[Stored data]

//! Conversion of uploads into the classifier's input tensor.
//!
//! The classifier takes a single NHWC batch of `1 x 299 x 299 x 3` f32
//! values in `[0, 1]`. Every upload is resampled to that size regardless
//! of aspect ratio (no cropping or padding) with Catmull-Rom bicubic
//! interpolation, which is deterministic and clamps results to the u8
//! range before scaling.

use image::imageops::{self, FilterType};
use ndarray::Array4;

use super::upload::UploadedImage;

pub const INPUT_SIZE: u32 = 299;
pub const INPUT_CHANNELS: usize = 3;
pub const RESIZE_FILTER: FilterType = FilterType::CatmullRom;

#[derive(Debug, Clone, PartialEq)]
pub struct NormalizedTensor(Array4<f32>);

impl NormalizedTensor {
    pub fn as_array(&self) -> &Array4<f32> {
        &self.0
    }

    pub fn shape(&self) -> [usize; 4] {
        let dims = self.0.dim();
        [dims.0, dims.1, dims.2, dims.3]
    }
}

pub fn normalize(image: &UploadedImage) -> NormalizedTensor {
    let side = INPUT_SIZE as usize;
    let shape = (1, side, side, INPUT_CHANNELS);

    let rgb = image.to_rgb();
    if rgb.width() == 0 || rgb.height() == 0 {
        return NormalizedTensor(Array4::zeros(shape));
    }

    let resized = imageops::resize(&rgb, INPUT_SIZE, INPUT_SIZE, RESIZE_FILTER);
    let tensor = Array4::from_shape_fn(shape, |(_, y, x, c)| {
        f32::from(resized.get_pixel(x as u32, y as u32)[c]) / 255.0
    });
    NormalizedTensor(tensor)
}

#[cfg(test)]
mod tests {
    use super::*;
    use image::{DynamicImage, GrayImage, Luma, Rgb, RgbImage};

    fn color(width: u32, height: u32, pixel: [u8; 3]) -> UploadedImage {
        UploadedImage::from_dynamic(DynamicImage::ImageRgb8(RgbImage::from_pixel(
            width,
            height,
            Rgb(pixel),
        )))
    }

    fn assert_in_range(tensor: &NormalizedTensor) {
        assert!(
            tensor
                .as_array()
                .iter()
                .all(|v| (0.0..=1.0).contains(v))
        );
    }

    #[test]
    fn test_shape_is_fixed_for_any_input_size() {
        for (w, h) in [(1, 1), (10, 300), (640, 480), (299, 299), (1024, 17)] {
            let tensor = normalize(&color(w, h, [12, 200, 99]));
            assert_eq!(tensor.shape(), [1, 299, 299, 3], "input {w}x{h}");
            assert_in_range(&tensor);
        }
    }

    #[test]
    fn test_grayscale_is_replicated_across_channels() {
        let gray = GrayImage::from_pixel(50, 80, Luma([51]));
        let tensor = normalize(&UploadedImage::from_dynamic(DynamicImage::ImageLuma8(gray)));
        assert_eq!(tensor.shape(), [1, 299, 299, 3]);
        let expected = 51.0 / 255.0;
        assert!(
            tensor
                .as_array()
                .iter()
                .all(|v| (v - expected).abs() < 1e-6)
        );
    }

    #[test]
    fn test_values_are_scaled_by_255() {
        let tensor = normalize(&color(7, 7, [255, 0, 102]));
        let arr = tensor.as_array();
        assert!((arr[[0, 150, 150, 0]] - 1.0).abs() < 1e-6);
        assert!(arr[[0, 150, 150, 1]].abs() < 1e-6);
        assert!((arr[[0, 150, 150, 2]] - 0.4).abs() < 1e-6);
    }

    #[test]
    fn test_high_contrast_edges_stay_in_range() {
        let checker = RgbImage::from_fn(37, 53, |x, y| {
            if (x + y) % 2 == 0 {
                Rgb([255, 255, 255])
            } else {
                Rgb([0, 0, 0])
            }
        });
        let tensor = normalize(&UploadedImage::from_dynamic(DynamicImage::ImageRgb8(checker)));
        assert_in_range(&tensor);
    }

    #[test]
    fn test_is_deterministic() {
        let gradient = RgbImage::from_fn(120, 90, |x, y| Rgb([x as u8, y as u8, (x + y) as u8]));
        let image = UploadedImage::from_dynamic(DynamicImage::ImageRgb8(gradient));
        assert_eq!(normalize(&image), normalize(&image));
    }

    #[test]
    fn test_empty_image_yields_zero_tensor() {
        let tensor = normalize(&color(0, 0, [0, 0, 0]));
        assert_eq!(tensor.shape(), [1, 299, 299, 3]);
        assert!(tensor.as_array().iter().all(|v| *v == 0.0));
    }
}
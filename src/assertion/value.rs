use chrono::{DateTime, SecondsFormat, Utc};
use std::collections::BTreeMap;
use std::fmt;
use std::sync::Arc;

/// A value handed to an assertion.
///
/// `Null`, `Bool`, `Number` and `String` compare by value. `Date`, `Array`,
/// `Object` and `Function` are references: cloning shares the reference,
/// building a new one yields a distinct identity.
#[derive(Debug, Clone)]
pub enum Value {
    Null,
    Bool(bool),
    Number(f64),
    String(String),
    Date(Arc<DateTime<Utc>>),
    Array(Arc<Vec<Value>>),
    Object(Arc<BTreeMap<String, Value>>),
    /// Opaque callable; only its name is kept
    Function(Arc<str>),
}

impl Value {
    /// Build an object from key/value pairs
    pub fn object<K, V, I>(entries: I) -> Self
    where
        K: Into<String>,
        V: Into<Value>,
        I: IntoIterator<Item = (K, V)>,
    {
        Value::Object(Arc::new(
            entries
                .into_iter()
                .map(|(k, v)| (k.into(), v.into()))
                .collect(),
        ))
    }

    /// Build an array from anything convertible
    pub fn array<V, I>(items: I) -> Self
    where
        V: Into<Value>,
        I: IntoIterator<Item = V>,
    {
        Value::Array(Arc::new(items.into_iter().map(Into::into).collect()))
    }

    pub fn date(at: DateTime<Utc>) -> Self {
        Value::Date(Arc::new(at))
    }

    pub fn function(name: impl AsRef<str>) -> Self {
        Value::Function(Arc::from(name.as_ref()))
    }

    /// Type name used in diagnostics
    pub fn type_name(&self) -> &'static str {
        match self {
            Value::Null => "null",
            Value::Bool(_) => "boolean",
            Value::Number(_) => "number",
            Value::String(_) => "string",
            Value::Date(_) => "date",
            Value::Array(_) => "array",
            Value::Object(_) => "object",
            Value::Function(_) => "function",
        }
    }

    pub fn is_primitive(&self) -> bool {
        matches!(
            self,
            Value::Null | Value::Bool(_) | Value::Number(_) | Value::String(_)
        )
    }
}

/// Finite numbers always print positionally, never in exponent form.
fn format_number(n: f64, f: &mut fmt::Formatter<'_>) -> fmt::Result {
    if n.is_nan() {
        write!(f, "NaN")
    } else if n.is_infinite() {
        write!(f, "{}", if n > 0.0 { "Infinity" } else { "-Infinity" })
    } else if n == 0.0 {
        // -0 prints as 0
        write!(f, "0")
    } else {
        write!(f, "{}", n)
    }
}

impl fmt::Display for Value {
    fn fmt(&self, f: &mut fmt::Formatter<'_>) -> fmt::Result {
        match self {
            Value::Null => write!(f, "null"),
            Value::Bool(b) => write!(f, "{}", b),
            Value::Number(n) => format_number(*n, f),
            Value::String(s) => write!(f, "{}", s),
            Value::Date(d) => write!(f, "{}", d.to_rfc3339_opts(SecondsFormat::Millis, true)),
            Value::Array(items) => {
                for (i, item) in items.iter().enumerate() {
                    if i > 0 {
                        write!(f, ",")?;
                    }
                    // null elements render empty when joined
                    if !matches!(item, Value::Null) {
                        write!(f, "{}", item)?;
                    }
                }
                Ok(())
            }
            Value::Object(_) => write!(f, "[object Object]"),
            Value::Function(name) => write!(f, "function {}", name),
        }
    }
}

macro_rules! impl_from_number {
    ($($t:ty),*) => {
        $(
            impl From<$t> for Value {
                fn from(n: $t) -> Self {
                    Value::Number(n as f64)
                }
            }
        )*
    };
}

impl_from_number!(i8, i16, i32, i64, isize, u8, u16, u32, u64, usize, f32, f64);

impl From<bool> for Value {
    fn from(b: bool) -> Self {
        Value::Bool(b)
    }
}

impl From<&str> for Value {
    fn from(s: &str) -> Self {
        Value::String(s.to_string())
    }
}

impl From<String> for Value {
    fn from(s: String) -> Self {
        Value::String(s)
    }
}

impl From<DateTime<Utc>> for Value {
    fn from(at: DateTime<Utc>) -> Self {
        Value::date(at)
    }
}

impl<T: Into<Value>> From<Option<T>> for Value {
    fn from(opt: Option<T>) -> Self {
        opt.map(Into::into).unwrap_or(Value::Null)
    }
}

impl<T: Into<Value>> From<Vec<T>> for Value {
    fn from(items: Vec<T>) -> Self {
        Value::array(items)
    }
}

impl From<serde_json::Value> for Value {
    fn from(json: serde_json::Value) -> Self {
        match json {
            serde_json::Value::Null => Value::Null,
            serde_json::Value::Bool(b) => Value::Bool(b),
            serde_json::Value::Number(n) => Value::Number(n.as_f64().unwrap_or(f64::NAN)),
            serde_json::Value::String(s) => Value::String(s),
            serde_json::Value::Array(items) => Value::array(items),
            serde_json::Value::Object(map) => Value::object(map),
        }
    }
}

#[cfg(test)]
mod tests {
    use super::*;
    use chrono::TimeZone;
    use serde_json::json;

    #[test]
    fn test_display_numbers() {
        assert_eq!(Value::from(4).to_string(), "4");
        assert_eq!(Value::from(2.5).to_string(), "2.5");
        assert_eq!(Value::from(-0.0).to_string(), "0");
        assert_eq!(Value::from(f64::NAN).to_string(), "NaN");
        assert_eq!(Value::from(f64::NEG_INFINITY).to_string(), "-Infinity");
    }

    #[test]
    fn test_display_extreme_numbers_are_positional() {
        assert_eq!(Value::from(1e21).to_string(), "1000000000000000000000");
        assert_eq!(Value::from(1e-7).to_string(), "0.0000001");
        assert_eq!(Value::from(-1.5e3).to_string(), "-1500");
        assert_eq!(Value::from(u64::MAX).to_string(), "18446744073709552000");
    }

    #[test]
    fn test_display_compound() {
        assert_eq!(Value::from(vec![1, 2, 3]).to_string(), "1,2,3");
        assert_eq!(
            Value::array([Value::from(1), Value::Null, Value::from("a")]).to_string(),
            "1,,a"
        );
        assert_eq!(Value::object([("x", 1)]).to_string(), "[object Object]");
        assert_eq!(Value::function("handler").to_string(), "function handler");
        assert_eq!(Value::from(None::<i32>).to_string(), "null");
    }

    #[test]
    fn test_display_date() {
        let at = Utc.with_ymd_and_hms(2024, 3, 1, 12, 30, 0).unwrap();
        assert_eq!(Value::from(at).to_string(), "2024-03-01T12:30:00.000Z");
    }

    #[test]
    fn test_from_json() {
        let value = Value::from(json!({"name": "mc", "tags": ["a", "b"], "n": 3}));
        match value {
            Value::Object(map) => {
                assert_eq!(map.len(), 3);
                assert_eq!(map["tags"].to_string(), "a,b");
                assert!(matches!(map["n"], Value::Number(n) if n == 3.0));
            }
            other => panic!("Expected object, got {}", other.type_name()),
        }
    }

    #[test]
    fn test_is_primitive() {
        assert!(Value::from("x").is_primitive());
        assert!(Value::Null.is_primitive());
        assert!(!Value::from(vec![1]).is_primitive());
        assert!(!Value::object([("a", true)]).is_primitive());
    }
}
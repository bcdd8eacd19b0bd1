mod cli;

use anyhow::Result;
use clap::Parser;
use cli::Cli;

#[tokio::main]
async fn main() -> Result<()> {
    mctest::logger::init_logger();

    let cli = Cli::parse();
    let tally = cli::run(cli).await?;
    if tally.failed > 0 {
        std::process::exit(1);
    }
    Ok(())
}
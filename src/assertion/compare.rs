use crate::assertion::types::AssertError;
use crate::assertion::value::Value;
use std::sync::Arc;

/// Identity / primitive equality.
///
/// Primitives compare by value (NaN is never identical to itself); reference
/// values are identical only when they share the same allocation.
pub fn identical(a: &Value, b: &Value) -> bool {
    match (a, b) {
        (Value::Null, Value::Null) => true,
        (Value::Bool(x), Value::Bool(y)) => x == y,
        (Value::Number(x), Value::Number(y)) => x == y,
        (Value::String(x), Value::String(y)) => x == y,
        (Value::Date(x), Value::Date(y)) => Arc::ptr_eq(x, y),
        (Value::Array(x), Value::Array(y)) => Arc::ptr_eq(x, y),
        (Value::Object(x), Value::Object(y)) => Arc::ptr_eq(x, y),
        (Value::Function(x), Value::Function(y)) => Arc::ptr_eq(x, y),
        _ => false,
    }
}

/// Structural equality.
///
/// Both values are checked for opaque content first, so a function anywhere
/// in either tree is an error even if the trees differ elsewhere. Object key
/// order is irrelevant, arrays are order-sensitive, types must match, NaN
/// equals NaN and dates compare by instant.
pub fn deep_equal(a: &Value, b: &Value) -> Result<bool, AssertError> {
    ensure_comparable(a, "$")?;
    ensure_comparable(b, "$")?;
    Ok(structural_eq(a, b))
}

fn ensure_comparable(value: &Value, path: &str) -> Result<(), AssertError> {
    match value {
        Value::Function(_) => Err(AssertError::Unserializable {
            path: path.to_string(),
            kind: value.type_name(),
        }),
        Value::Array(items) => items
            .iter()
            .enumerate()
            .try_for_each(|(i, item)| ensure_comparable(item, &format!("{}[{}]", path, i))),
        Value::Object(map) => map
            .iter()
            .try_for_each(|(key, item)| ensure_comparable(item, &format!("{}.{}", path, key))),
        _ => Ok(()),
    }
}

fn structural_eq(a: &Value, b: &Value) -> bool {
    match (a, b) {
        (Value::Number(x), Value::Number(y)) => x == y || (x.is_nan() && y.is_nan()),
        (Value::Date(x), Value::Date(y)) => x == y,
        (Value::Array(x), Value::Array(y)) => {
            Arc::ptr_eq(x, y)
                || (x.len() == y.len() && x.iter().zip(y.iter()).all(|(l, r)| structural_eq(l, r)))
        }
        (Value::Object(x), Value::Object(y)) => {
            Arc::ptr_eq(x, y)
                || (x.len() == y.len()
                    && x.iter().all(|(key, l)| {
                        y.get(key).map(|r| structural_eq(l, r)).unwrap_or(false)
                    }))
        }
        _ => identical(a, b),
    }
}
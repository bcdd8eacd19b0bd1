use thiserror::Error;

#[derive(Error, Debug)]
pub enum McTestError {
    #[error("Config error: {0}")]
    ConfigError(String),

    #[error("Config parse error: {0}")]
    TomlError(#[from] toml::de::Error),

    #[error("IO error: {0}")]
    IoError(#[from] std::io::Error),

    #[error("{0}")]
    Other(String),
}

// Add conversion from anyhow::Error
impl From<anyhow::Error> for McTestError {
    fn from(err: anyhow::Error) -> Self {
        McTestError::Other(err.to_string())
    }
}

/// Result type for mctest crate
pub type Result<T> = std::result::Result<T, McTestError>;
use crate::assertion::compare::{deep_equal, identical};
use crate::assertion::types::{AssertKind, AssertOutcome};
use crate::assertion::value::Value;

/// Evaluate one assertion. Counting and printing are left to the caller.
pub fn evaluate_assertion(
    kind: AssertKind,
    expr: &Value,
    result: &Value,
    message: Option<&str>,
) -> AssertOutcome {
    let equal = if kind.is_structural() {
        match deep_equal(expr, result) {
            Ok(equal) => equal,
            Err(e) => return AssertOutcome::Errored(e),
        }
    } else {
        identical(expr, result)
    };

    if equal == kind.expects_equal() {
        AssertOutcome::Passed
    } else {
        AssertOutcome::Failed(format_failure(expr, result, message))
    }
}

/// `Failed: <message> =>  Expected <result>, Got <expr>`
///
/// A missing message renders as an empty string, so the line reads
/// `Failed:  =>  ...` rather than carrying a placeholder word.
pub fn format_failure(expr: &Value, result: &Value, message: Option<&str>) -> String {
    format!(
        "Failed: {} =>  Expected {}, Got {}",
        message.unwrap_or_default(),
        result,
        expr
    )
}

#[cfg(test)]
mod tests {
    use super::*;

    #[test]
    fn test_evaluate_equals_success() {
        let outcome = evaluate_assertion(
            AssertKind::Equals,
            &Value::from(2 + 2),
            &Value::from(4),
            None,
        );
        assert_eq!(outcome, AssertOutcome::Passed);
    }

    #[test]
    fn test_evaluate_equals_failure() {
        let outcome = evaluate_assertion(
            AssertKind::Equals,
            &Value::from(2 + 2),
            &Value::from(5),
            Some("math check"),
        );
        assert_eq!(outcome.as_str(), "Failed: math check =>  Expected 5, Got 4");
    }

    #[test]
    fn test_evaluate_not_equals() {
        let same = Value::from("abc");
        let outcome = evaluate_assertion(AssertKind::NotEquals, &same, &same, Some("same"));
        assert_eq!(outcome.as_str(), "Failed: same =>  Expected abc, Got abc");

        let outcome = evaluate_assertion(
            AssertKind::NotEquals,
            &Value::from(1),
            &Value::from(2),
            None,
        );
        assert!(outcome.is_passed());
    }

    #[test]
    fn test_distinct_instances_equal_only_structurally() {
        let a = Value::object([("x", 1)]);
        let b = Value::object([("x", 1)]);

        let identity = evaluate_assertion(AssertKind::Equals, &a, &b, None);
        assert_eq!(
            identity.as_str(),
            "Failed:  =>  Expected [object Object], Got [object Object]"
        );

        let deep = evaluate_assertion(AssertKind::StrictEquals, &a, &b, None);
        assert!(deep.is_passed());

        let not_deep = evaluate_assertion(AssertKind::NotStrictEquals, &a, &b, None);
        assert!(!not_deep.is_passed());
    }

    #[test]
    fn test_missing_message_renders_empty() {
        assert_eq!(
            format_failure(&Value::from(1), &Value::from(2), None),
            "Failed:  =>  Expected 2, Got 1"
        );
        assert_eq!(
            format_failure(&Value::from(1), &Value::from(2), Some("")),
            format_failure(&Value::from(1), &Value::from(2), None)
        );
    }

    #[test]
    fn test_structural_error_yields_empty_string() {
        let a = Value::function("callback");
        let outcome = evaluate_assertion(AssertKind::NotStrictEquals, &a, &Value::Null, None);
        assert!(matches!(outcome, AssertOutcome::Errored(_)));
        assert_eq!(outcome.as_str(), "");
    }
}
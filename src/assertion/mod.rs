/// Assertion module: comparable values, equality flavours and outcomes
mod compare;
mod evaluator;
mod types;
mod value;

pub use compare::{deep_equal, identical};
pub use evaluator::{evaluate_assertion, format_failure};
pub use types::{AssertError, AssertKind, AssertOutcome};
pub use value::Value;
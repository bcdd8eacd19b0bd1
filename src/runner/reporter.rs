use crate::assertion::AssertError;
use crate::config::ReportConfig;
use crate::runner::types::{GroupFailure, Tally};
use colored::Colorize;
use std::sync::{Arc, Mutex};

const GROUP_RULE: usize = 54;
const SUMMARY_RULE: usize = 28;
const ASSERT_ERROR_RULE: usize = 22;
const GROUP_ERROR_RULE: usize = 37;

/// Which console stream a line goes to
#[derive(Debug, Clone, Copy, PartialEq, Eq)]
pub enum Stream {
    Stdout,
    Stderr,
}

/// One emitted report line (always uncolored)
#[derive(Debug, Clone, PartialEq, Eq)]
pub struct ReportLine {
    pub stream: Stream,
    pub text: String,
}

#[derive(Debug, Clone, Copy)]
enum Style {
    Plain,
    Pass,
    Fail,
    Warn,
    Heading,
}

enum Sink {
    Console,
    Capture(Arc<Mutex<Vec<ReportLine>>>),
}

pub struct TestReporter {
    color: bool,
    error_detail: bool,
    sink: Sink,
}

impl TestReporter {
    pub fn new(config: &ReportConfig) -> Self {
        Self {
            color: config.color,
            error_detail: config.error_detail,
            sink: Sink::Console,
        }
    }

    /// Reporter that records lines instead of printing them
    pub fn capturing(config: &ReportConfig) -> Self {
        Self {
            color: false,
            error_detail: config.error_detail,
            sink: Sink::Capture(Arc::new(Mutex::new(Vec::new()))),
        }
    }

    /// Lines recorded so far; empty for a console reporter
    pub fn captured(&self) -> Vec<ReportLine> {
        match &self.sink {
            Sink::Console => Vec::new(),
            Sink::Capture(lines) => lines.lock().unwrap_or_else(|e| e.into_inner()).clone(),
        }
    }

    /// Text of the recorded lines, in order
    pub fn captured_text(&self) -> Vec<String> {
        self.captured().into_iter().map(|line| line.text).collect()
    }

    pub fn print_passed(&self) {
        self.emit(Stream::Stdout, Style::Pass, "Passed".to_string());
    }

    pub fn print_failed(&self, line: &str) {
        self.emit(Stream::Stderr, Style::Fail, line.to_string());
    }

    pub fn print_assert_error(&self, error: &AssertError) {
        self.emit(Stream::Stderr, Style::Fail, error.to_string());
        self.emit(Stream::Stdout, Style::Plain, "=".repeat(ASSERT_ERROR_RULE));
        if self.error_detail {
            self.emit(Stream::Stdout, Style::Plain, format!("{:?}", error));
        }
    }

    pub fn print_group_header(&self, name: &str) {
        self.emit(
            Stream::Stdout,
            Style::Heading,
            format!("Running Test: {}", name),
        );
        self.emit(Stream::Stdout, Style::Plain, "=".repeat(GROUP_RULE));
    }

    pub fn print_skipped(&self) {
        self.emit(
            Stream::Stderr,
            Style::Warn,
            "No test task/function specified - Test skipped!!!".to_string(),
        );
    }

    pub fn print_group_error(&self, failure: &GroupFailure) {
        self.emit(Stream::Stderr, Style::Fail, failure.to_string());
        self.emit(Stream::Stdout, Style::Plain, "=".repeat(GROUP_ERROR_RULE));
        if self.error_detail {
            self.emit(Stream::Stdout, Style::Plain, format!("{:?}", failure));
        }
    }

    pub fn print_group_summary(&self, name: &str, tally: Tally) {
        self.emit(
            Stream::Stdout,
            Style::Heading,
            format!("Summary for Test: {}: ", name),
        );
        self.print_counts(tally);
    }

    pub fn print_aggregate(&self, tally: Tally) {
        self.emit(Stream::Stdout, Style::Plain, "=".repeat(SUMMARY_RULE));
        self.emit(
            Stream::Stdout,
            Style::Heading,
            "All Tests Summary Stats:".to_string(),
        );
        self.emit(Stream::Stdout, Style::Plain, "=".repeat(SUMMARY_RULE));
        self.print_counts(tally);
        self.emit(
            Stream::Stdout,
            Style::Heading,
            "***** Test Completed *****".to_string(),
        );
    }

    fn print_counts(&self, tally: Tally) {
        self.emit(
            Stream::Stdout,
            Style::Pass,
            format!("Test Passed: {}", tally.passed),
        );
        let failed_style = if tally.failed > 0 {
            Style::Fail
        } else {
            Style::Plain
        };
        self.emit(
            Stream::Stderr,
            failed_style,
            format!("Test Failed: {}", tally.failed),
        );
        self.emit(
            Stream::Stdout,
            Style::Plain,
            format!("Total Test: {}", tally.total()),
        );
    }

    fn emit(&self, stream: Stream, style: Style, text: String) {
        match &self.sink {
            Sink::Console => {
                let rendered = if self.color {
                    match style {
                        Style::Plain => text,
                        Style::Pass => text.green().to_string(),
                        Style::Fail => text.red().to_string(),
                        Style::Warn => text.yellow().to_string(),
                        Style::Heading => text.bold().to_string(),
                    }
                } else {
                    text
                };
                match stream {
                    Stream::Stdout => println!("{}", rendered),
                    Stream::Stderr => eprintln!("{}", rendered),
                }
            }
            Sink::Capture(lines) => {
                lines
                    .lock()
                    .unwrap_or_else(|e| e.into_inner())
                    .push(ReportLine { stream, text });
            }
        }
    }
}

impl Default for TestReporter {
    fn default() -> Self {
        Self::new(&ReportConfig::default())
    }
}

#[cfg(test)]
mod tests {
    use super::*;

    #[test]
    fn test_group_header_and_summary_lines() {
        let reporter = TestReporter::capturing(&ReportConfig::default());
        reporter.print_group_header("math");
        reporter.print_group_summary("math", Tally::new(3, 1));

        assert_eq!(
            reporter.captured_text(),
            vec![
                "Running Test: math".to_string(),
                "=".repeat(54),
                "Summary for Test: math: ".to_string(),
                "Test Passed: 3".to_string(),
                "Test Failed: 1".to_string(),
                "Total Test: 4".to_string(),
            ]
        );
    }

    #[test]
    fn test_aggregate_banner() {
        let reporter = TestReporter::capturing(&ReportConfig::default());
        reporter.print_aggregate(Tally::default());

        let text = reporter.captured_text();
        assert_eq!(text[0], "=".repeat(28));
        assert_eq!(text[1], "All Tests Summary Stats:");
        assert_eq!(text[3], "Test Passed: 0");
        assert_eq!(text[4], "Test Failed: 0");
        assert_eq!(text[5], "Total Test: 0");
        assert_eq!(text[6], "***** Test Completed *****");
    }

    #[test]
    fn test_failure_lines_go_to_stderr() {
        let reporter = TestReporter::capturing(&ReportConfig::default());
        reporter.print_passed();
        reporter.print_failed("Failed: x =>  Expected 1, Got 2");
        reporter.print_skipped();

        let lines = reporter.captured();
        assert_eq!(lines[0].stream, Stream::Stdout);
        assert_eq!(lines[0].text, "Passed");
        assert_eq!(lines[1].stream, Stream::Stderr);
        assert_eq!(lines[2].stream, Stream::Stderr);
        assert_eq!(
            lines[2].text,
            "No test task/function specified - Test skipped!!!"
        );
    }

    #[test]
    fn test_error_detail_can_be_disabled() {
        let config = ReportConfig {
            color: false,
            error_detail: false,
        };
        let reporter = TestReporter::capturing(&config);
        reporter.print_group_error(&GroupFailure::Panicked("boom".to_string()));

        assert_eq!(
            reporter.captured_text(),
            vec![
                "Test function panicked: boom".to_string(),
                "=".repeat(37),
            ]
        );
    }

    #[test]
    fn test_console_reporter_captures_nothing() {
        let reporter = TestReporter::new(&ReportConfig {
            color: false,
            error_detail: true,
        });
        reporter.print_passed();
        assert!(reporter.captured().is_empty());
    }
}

## Task objective
Once each line with "Formatter" in the entries is counted, state the total and nothing else.

## Worked solution
2